The woman at the center of the most high profile affirmative action case to be heard by the Supreme Court in years didn’t set out to shake up admissions policies at colleges across the country. However, when the rejection letter from her dream school — University of Texas at Austin — arrived four years ago, she felt she had been rejected because of her race. And she didn’t think this was fair. She sued, and her lawsuit could potentially do away with any kind of race consideration in college admissions process.
Abigail Fisher looked like a great candidate on paper. She was an excellent student and participated in several extracurricular activities including soccer and playing the cello. Still, UT says that even without race as an issue, her qualification weren’t good enough to warrant admission.
But that assertion doesn’t form the backbone of the university’s case. Instead, it is arguing that the freedom to assemble a student body that mirrors the society and state that the school exists in is vital to its mission.
University officials said that the school’s affirmative action program was needed to build a student body diverse enough to include minority students with a broad range of backgrounds and for the campus to have a “critical mass” of minority students in most classrooms. Interaction among students in class and around campus, said Kedra Ishop, the university’s director of admissions, helps students overcome biases and make contributions to a diverse society. “The role of U.T. Austin,” Dr. Ishop said, “is to provide leadership to the state.”
The makeup of the Supreme Court today points to a possible overturn of Grutter v. Bollinger, the decision that did away with use of race-based hard quotas but allowed the use of race in college admissions decisions. The decisive fifth vote in a 5-4 majority, Sandra Day O’Connor, who also authored the majority opinion, retired from the court in 2006. The judicial history of her replacement on the court – Samuel A. Alito, Jr. – points to a willingness to do away with race-based admissions policies altogether.
The support and opposition to affirmative action falls along predictable lines. Universities generally support the use of race as a factor, saying that providing a racially and ethnically diverse campus prepares students to enter and function in a similarly diverse world outside of school. Opponents of racial preferences feel that the Constitution does not allow organizations to make decisions based on race even when the intent is good.
In an editorial in The Washington Post, deans of several top law schools wrote that they viewed affirmative action as essential building block to a more integrated society as they explained their decision to file an Amicus brief in support of UT.

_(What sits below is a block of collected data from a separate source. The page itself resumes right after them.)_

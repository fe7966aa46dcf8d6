use super::common::PaginationParams;
use crate::entities::{
    stock_location::{self, LocationKind},
    stock_move::{self, MoveState},
};
use crate::errors::ServiceError;
use crate::handlers::AppState;
use crate::services::stock::{CreateLocationInput, MoveFilter, RecordMoveInput};
use crate::ApiResponse;
use axum::{
    extract::{Json, Path, Query, State},
    http::StatusCode,
    routing::{get, put},
    Router,
};
use serde::Deserialize;
use utoipa::ToSchema;
use uuid::Uuid;
use validator::Validate;

/// Query filters for location listings
#[derive(Debug, Deserialize, utoipa::IntoParams)]
pub struct LocationListQuery {
    /// Filter by location kind
    pub kind: Option<LocationKind>,
}

/// Query filters for move listings
#[derive(Debug, Deserialize, utoipa::IntoParams)]
pub struct MoveListQuery {
    pub product_id: Option<Uuid>,
    pub state: Option<MoveState>,
}

/// Target state for a move transition
#[derive(Debug, Deserialize, ToSchema)]
pub struct MoveStateRequest {
    pub state: MoveState,
}

/// Create a stock location
///
/// Warehouses must reference their storage zone; other kinds must not.
#[utoipa::path(
    post,
    path = "/api/v1/stock/locations",
    request_body = CreateLocationInput,
    responses(
        (status = 201, description = "Location created", body = crate::ApiResponse<crate::entities::stock_location::Model>,
            headers(
                ("X-Request-Id" = String, description = "Unique request identifier"),
            )
        ),
        (status = 400, description = "Bad request", body = crate::errors::ErrorResponse)
    ),
    tag = "Stock"
)]
pub async fn create_location(
    State(state): State<AppState>,
    Json(input): Json<CreateLocationInput>,
) -> Result<(StatusCode, Json<ApiResponse<stock_location::Model>>), ServiceError> {
    input.validate()?;

    let location = state.services.stock.create_location(input).await?;
    Ok((StatusCode::CREATED, Json(ApiResponse::success(location))))
}

/// List stock locations
#[utoipa::path(
    get,
    path = "/api/v1/stock/locations",
    params(PaginationParams, LocationListQuery),
    responses(
        (status = 200, description = "List locations", body = crate::ApiResponse<crate::PaginatedResponse<crate::entities::stock_location::Model>>)
    ),
    tag = "Stock"
)]
pub async fn list_locations(
    State(state): State<AppState>,
    Query(params): Query<PaginationParams>,
    Query(filter): Query<LocationListQuery>,
) -> Result<Json<ApiResponse<crate::PaginatedResponse<stock_location::Model>>>, ServiceError> {
    let (items, total) = state
        .services
        .stock
        .list_locations(filter.kind, params.page, params.per_page)
        .await?;

    Ok(Json(ApiResponse::success(crate::PaginatedResponse::new(
        items,
        params.page,
        params.per_page,
        total,
    ))))
}

/// Get a stock location
#[utoipa::path(
    get,
    path = "/api/v1/stock/locations/{id}",
    params(
        ("id" = Uuid, Path, description = "Location ID")
    ),
    responses(
        (status = 200, description = "Location details", body = crate::ApiResponse<crate::entities::stock_location::Model>),
        (status = 404, description = "Not found", body = crate::errors::ErrorResponse)
    ),
    tag = "Stock"
)]
pub async fn get_location(
    State(state): State<AppState>,
    Path(id): Path<Uuid>,
) -> Result<Json<ApiResponse<stock_location::Model>>, ServiceError> {
    let location = state.services.stock.get_location(id).await?;
    Ok(Json(ApiResponse::success(location)))
}

/// Record a stock move
///
/// Moves are created in draft unless a state is given; only done moves count
/// towards on-hand quantities.
#[utoipa::path(
    post,
    path = "/api/v1/stock/moves",
    request_body = RecordMoveInput,
    responses(
        (status = 201, description = "Move recorded", body = crate::ApiResponse<crate::entities::stock_move::Model>,
            headers(
                ("X-Request-Id" = String, description = "Unique request identifier"),
            )
        ),
        (status = 400, description = "Bad request", body = crate::errors::ErrorResponse),
        (status = 404, description = "Unknown product or location", body = crate::errors::ErrorResponse)
    ),
    tag = "Stock"
)]
pub async fn record_move(
    State(state): State<AppState>,
    Json(input): Json<RecordMoveInput>,
) -> Result<(StatusCode, Json<ApiResponse<stock_move::Model>>), ServiceError> {
    input.validate()?;

    let mv = state.services.stock.record_move(input).await?;
    Ok((StatusCode::CREATED, Json(ApiResponse::success(mv))))
}

/// List stock moves
#[utoipa::path(
    get,
    path = "/api/v1/stock/moves",
    params(PaginationParams, MoveListQuery),
    responses(
        (status = 200, description = "List moves", body = crate::ApiResponse<crate::PaginatedResponse<crate::entities::stock_move::Model>>)
    ),
    tag = "Stock"
)]
pub async fn list_moves(
    State(state): State<AppState>,
    Query(params): Query<PaginationParams>,
    Query(filter): Query<MoveListQuery>,
) -> Result<Json<ApiResponse<crate::PaginatedResponse<stock_move::Model>>>, ServiceError> {
    let filter = MoveFilter {
        product_id: filter.product_id,
        state: filter.state,
    };

    let (items, total) = state
        .services
        .stock
        .list_moves(filter, params.page, params.per_page)
        .await?;

    Ok(Json(ApiResponse::success(crate::PaginatedResponse::new(
        items,
        params.page,
        params.per_page,
        total,
    ))))
}

/// Transition a stock move to done or cancelled
#[utoipa::path(
    put,
    path = "/api/v1/stock/moves/{id}/state",
    params(
        ("id" = Uuid, Path, description = "Move ID")
    ),
    request_body = MoveStateRequest,
    responses(
        (status = 200, description = "Move transitioned", body = crate::ApiResponse<crate::entities::stock_move::Model>),
        (status = 400, description = "Transition not allowed", body = crate::errors::ErrorResponse),
        (status = 404, description = "Not found", body = crate::errors::ErrorResponse)
    ),
    tag = "Stock"
)]
pub async fn set_move_state(
    State(state): State<AppState>,
    Path(id): Path<Uuid>,
    Json(request): Json<MoveStateRequest>,
) -> Result<Json<ApiResponse<stock_move::Model>>, ServiceError> {
    let mv = state
        .services
        .stock
        .set_move_state(id, request.state)
        .await?;
    Ok(Json(ApiResponse::success(mv)))
}

/// Routes nested under /stock
pub fn routes() -> Router<AppState> {
    Router::new()
        .route("/locations", get(list_locations).post(create_location))
        .route("/locations/:id", get(get_location))
        .route("/moves", get(list_moves).post(record_move))
        .route("/moves/:id/state", put(set_move_state))
}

O’Connor’s opinion allowed the use of race in “a holistic” way, and it’s hard to describe the method used by UT as anything but. Seventy-five percent of slots in the Texas public university system are typically set aside for its lauded Top Ten program that guarantees admission to anyone who ranked in the top ten percent of their graduating class.
(Almost everyone calls this the Top Ten program, though the percentage cutoff can vary. Ms. Fisher barely missed the cutoff.) The remaining Texas students and those from elsewhere are considered under standards that take account of academic achievement and other factors, including race and ethnicity.